# wife let me and our 2 kids for another woman



## antoine83 (Nov 12, 2009)

dont want to post a long story so i wanna keep it short as possible cuz im too devastated at this time. my wife of 4 1/2 yrs has left me and our 2 beautiful kids 4 yr old boy and 17 month girl for another woman. she has Only known her for 4 months and were just friends at first but turned into something more apparently. we had a normal marriage ups and downs but good. she worked on her issues as i worked on mines and things got even better she even told me she was very happy with the way i was and happiest wife in the world which turned out to be a lie. this past friday she went out with her friends even though her sons birthday party was next day. i was already suspicious bout the 2 of em but had no proof and had arguements bout the other girl but just turned my head the other way try to give her the benefit of the doubt and trust her by accident i found a disturbing text talking bout they love each other and miss each other and wanna hold each other and even marriage was brought up. she confessed they kissed that friday night but i believe they did more but she denied it we talked about it which wasnt pretty told her she needs to cut her off period or we wont survive she said she would and left to clear her head and text me to say she called her to make sure choosing me was the right decision i was like what kinda response is that. i tried to find some way to forgive her and felt i could move past this but she kept saying i wouldnt then i realized it was her who couldnt. she told me she loved her and doesnt think she can let her go at all at least have as a friend i broke down crying telling her how selfish can u be did u even think bout me or even the kids and she said she did i said ur a liar and continue to cry. she kept saying sorry but meant nothing to me at that point she moved out for the night to that girls house and later that night we talked again and she flat out told me she gonna continue to be friends with her at least cuz she is a good person and gotta do what makes her happy and she does. i told her so your choosing a friend over ur husband and kids whats wrong with u she said no she isnt i chose to leave her i said i had no other option left i cant be with u if u want to still have this woman in ur life and she didnt seem to care she hasnt for almost 2 days even asked how the kids are. i have never been so hurt or devastated in my life or cried and continue to cry this much

sorry if it sounds all out of sync or not making sense im just so heart broken


----------



## dobo (Jun 30, 2009)

I'm sorry for what you are experiencing.

How old is she? Did you know she was into women?

You're doing the right thing by making her choose. Stand your ground that it is HER who left. She is the one who is chosing a person who is wrecking her marriage over her family. Because afterall, you are correct.

I suspect that she does care so try to believe that she loves you and her kids. She's confused. It will take time for her to realize that she's putting a 4 month old relationship over her family and how absolutely ridiculous that really is.

In the mean time, I agree that she lied about being happy. That was her cover-up. Her happiness was being derived outside of the marriage.

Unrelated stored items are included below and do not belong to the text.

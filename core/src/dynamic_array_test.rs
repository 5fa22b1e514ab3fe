//! Tests for DynamicArray

use super::*;
use alloc::{format, vec::Vec};
use pretty_assertions::assert_eq;

fn from_slice(values: &[i32]) -> DynamicArray {
    let mut arr = DynamicArray::new(1);
    arr.pop(0).unwrap();
    for &v in values {
        arr.push_back(v);
    }
    arr
}

// ============================================================================
// Construction
// ============================================================================

#[test]
fn test_new_is_zero_filled_with_double_capacity() {
    let arr = DynamicArray::new(5);
    assert_eq!(arr.len(), 5);
    assert_eq!(arr.capacity(), 10);
    assert_eq!(arr.as_slice(), &[0, 0, 0, 0, 0]);
}

#[test]
fn test_new_zero_is_normalized_to_one() {
    crate::test_utils::init_test_logging();
    let arr = DynamicArray::new(0);
    assert_eq!(arr.len(), 1);
    assert_eq!(arr.capacity(), 2);
    assert_eq!(arr.as_slice(), &[0]);
}

// ============================================================================
// Growth
// ============================================================================

#[test]
#[should_panic(expected = "capacity overflow")]
fn test_new_with_overflowing_capacity_panics() {
    DynamicArray::new(usize::MAX / 2 + 1);
}

#[test]
fn test_growth_doubles_capacity() {
    let mut arr = DynamicArray::new(1);
    assert_eq!(arr.capacity(), 2);
    arr.push_back(1);
    assert_eq!(arr.capacity(), 2);
    arr.push_back(2);
    assert_eq!(arr.len(), 3);
    assert_eq!(arr.capacity(), 4);
    assert_eq!(arr.as_slice(), &[0, 1, 2]);
}

#[test]
fn test_growth_keeps_capacity_above_len_and_copies_linearly() {
    let mut arr = DynamicArray::new(1);
    let mut copies = 0;
    for i in 0..1000 {
        let (len_before, cap_before) = (arr.len(), arr.capacity());
        arr.push_back(i);
        if arr.capacity() != cap_before {
            assert_eq!(arr.capacity(), cap_before * 2);
            copies += len_before;
        }
        assert!(arr.capacity() >= arr.len());
    }
    assert_eq!(arr.len(), 1001);
    assert!(copies < 2 * arr.len(), "{copies} copies for {} pushes", arr.len());
    assert_eq!(arr.get(1000), Ok(999));
}

#[test]
fn test_insert_grows_when_full() {
    let mut arr = DynamicArray::new(2);
    arr.push_back(1);
    arr.push_back(2);
    assert_eq!(arr.capacity(), 4);
    arr.insert(1, 9).unwrap();
    assert_eq!(arr.capacity(), 8);
    assert_eq!(arr.as_slice(), &[0, 9, 0, 1, 2]);
}

// ============================================================================
// Access and mutation
// ============================================================================

#[test]
fn test_front_and_back() {
    let arr = from_slice(&[4, 5, 6]);
    assert_eq!(arr.front(), Ok(4));
    assert_eq!(arr.back(), Ok(6));
}

#[test]
fn test_front_and_back_on_empty() {
    let mut arr = DynamicArray::new(1);
    arr.pop(0).unwrap();
    assert!(arr.is_empty());
    assert_eq!(arr.front(), Err(Error::EmptyContainer));
    assert_eq!(arr.back(), Err(Error::EmptyContainer));
}

#[test]
fn test_set_and_get() {
    let mut arr = DynamicArray::new(3);
    arr.set(1, 42).unwrap();
    assert_eq!(arr.get(1), Ok(42));
    assert_eq!(arr.as_slice(), &[0, 42, 0]);
}

#[test]
fn test_bounds_enforcement() {
    let mut arr = from_slice(&[1, 2, 3]);
    let out_of_range = |index| Error::IndexOutOfRange { index, len: 3 };

    assert_eq!(arr.get(3), Err(out_of_range(3)));
    assert_eq!(arr.set(3, 0), Err(out_of_range(3)));
    assert_eq!(arr.pop(3), Err(out_of_range(3)));
    assert_eq!(arr.insert(4, 0), Err(out_of_range(4)));

    // Failed operations leave the array untouched.
    assert_eq!(arr.as_slice(), &[1, 2, 3]);
    assert_eq!(arr.capacity(), 4);
}

#[test]
fn test_insert_at_len_appends() {
    let mut arr = from_slice(&[1, 2]);
    arr.insert(2, 3).unwrap();
    assert_eq!(arr.as_slice(), &[1, 2, 3]);
}

#[test]
fn test_insert_at_front() {
    let mut arr = from_slice(&[1, 2, 3]);
    arr.insert(0, 0).unwrap();
    assert_eq!(arr.as_slice(), &[0, 1, 2, 3]);
}

#[test]
fn test_pop_shifts_left_and_keeps_capacity() {
    let mut arr = from_slice(&[1, 2, 3, 4]);
    let cap = arr.capacity();
    assert_eq!(arr.pop(1), Ok(2));
    assert_eq!(arr.as_slice(), &[1, 3, 4]);
    assert_eq!(arr.pop(2), Ok(4));
    assert_eq!(arr.as_slice(), &[1, 3]);
    assert_eq!(arr.capacity(), cap);
}

#[test]
fn test_insert_then_pop_restores_sequence() {
    let original = [3, 1, 4, 1, 5];
    for i in 0..=original.len() {
        let mut arr = from_slice(&original);
        arr.insert(i, 77).unwrap();
        assert_eq!(arr.get(i), Ok(77));
        assert_eq!(arr.pop(i), Ok(77));
        assert_eq!(arr.as_slice(), &original);
    }
}

// ============================================================================
// Search
// ============================================================================

#[test]
fn test_find_returns_first_match() {
    let arr = from_slice(&[5, 7, 5, 7]);
    assert_eq!(arr.find(7), Some(1));
    assert_eq!(arr.find(5), Some(0));
    assert_eq!(arr.find(6), None);
}

#[test]
fn test_find_with_transposition_moves_hit_forward() {
    let mut arr = from_slice(&[1, 2, 3, 3]);
    assert_eq!(arr.find_with_transposition(3), Some(1));
    assert_eq!(arr.as_slice(), &[1, 3, 2, 3]);
    assert_eq!(arr.find_with_transposition(3), Some(0));
    assert_eq!(arr.as_slice(), &[3, 1, 2, 3]);

    // At the front it stays put.
    assert_eq!(arr.find_with_transposition(3), Some(0));
    assert_eq!(arr.as_slice(), &[3, 1, 2, 3]);
}

#[test]
fn test_find_with_transposition_missing_value() {
    let mut arr = from_slice(&[1, 2]);
    assert_eq!(arr.find_with_transposition(9), None);
    assert_eq!(arr.as_slice(), &[1, 2]);
}

// ============================================================================
// Rotation
// ============================================================================

#[test]
fn test_right_rotate_one() {
    let mut arr = from_slice(&[1, 2, 3, 4]);
    arr.right_rotate_one();
    assert_eq!(arr.as_slice(), &[4, 1, 2, 3]);
}

#[test]
fn test_left_rotate_one() {
    let mut arr = from_slice(&[1, 2, 3, 4]);
    arr.left_rotate_one();
    assert_eq!(arr.as_slice(), &[2, 3, 4, 1]);
}

#[test]
fn test_rotations_on_short_arrays_are_noops() {
    let mut empty = from_slice(&[]);
    empty.right_rotate_one();
    empty.left_rotate_one();
    empty.right_rotate(3);
    assert!(empty.is_empty());

    let mut single = from_slice(&[8]);
    single.right_rotate_one();
    single.left_rotate_one();
    single.right_rotate(5);
    assert_eq!(single.as_slice(), &[8]);
}

#[test]
fn test_right_rotate_zero_is_noop() {
    let mut arr = from_slice(&[1, 2, 3]);
    arr.right_rotate(0);
    assert_eq!(arr.as_slice(), &[1, 2, 3]);
}

#[test]
fn test_right_rotate_matches_repeated_single_steps() {
    for len in 1..=6 {
        let values: Vec<i32> = (1..=len).collect();
        for times in 0..=13usize {
            let mut fast = from_slice(&values);
            fast.right_rotate(times);

            let mut slow = from_slice(&values);
            for _ in 0..times % values.len() {
                slow.right_rotate_one();
            }
            assert_eq!(fast, slow, "len {len}, times {times}");
        }
    }
}

#[test]
fn test_left_rotate_undoes_right_rotate() {
    for len in 0..=5 {
        let values: Vec<i32> = (10..10 + len).collect();
        let mut arr = from_slice(&values);
        arr.right_rotate_one();
        arr.left_rotate_one();
        assert_eq!(arr.as_slice(), values.as_slice());
    }
}

// ============================================================================
// Copy, assign and destroy
// ============================================================================

#[test]
fn test_clone_is_independent() {
    let mut a = from_slice(&[1, 2, 3]);
    let mut b = a.clone();
    assert_eq!(a, b);
    assert_eq!(b.capacity(), a.capacity());

    b.set(0, 100).unwrap();
    assert_eq!(a.as_slice(), &[1, 2, 3]);

    a.set(2, 300).unwrap();
    assert_eq!(b.as_slice(), &[100, 2, 3]);
}

#[test]
fn test_clone_from_replaces_contents() {
    let source = from_slice(&[9, 8, 7, 6, 5]);
    let mut target = DynamicArray::new(1);
    target.clone_from(&source);
    assert_eq!(target.as_slice(), &[9, 8, 7, 6, 5]);
    assert_eq!(target.capacity(), source.capacity());

    target.push_back(4);
    assert_eq!(source.len(), 5);
}

#[test]
fn test_destroy_releases_buffer() {
    let mut arr = from_slice(&[1, 2, 3]);
    arr.destroy();
    assert_eq!(arr.len(), 0);
    assert_eq!(arr.capacity(), 0);
    assert_eq!(arr.front(), Err(Error::EmptyContainer));

    // Idempotent.
    arr.destroy();
    assert_eq!(arr.capacity(), 0);
}

#[test]
fn test_push_after_destroy_grows_from_one() {
    let mut arr = DynamicArray::new(3);
    arr.destroy();
    arr.push_back(1);
    assert_eq!(arr.capacity(), 1);
    arr.push_back(2);
    assert_eq!(arr.capacity(), 2);
    arr.push_back(3);
    assert_eq!(arr.capacity(), 4);
    assert_eq!(arr.as_slice(), &[1, 2, 3]);
}

// ============================================================================
// Display and Debug
// ============================================================================

#[test]
fn test_display_is_space_separated() {
    assert_eq!(format!("{}", from_slice(&[1, -2, 3])), "1 -2 3");
    assert_eq!(format!("{}", from_slice(&[])), "");
}

#[test]
fn test_debug_shows_live_elements_only() {
    let arr = DynamicArray::new(2);
    assert_eq!(
        format!("{arr:?}"),
        "DynamicArray { len: 2, capacity: 4, elements: [0, 0] }"
    );
}

// ============================================================================
// Driver scenario
// ============================================================================

#[test]
fn test_scenario_hand_trace() {
    let mut v = DynamicArray::new(5);
    assert_eq!(v.as_slice(), &[0, 0, 0, 0, 0]);

    v.push_back(10);
    v.push_back(20);
    v.push_back(30);
    assert_eq!(v.as_slice(), &[0, 0, 0, 0, 0, 10, 20, 30]);
    assert_eq!(v.len(), 8);
    assert_eq!(v.front(), Ok(0));
    assert_eq!(v.back(), Ok(30));

    v.set(0, 99).unwrap();
    assert_eq!(v.as_slice(), &[99, 0, 0, 0, 0, 10, 20, 30]);

    v.insert(2, 50).unwrap();
    assert_eq!(v.as_slice(), &[99, 0, 50, 0, 0, 0, 10, 20, 30]);
    assert_eq!(v.len(), 9);

    assert_eq!(v.find(20), Some(7));

    v.right_rotate_one();
    assert_eq!(v.as_slice(), &[30, 99, 0, 50, 0, 0, 0, 10, 20]);

    v.right_rotate(3);
    assert_eq!(v.as_slice(), &[0, 10, 20, 30, 99, 0, 50, 0, 0]);

    v.left_rotate_one();
    assert_eq!(v.as_slice(), &[10, 20, 30, 99, 0, 50, 0, 0, 0]);

    assert_eq!(v.pop(2), Ok(30));
    assert_eq!(v.as_slice(), &[10, 20, 99, 0, 50, 0, 0, 0]);

    assert_eq!(v.find_with_transposition(30), None);
    assert_eq!(v.pop(100), Err(Error::IndexOutOfRange { index: 100, len: 8 }));
    assert_eq!(v.as_slice(), &[10, 20, 99, 0, 50, 0, 0, 0]);
}

#[cfg(feature = "std")]
#[test]
fn test_print_leaves_array_unchanged() {
    let arr = from_slice(&[1, 2, 3]);
    arr.print();
    assert_eq!(arr.as_slice(), &[1, 2, 3]);
    assert_eq!(arr.capacity(), 4);
}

However, something was missing that this girl provides. What is it? If she comes back, you need to fix this promptly or you'll be in constant danger.

Take care of yourself and your children. It is OK to cry and vent. You have every reason to. Eat and try to get rest.

Your wife is making a huge mistake. I will pray that she realizes it.


----------



## knortoh (Sep 5, 2009)

I feel for you - your whole world has been rocked - and you are left to pick up the pieces...try and look after yourself and the kids - and worry about your wife last...she is obviously only acting on lust at this stage and is not thinking straight. How are you with patience? I think it is gonna take some time to get to the bottom of what your wife really wants out of life - she is one confused bunny at the moment. Stay strong, clear and be who you are...


----------



## Feelingalone (Apr 22, 2009)

Antoine, listen to Dobo. First make sure those lovely kids are taken care of to the best of your ability. Don't chase your w. It will only push her away. You might want to get a copy of the book "Tough Love" by Dr. Glover. It will get you some insight in how to proceed. 

As Dobo said you are right to stand your ground. Don't let her make you feel guilty. My w left, but for another guy and now another guy (imagine two at one time). I stood my ground, but not totally. I tried giving her the benefit of the doubt. I tried not to be "controlling". What I should have done is punch the first guy in the face. But that is me, not you. And don't go thinking that your w leaving you for another woman makes you weak or something. When a spouse leaves whether for the same sex or opposite there is no difference. Just seems that way.

Again, listen to Dobo, there is something in your relationship that is off kilter. Try to determine what it is and fix what you can. But remember, you can't make her happy. Happiness comes from within. Sure your spouse can make you happier, but if you aren't happy with yourself, no one but you can make you happy.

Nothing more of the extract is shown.